The affected systems (Models 781341 and 781396) may fail to move the tabletop completely in or out when operating in manual mode. This could result in delays in patient evacuation from the MRI bore and delays in treatment delivery.

The systems have been distributed worldwide, including throughout the United States. Affected units are identified by specific serial numbers and unique device identifiers (UDI) listed in the FDA recall database.

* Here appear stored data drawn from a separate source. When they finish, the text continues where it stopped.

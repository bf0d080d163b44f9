//! Signal handling for graceful shutdown.

use tokio::signal;
use tracing::info;

/// Waits for a termination signal (SIGINT or SIGTERM on Unix, Ctrl+C
/// elsewhere).
pub async fn wait_for_shutdown() -> Result<(), Box<dyn std::error::Error>> {
    wait_for_shutdown_silent().await?;
    info!("📡 Received shutdown signal - initiating graceful shutdown");
    Ok(())
}

pub async fn wait_for_shutdown_silent() -> Result<(), Box<dyn std::error::Error>> {
    #[cfg(unix)]
    {
        use signal::unix::{signal, SignalKind};

        let mut sigint = signal(SignalKind::interrupt())?;
        let mut sigterm = signal(SignalKind::terminate())?;

        tokio::select! {
            _ = sigint.recv() => (),
            _ = sigterm.recv() => ()
        }
    }

    #[cfg(not(unix))]
    signal::ctrl_c().await?;

    Ok(())
}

Patients and healthcare facilities using these systems should contact Philips for guidance on the malfunction, available repairs, or workarounds. No injuries have been reported to the FDA at this time.

The recalled product

Product

Ingenia 1.5T- a Magnetic Resonance Medical Electrical Systems indicated for use as a diagnostic device. The system can produce cross-sectional images, spectroscopic images and/or spectra in any orientation of the internal structure of the head, body, or extremities Models: 781

Manufacturer

Philips North America Llc

Category

Medical Device — Diagnostic Imaging Equipment

Hazard

• device-malfunction
• evacuation-delay

Distribution

Distributed nationwide across the United States.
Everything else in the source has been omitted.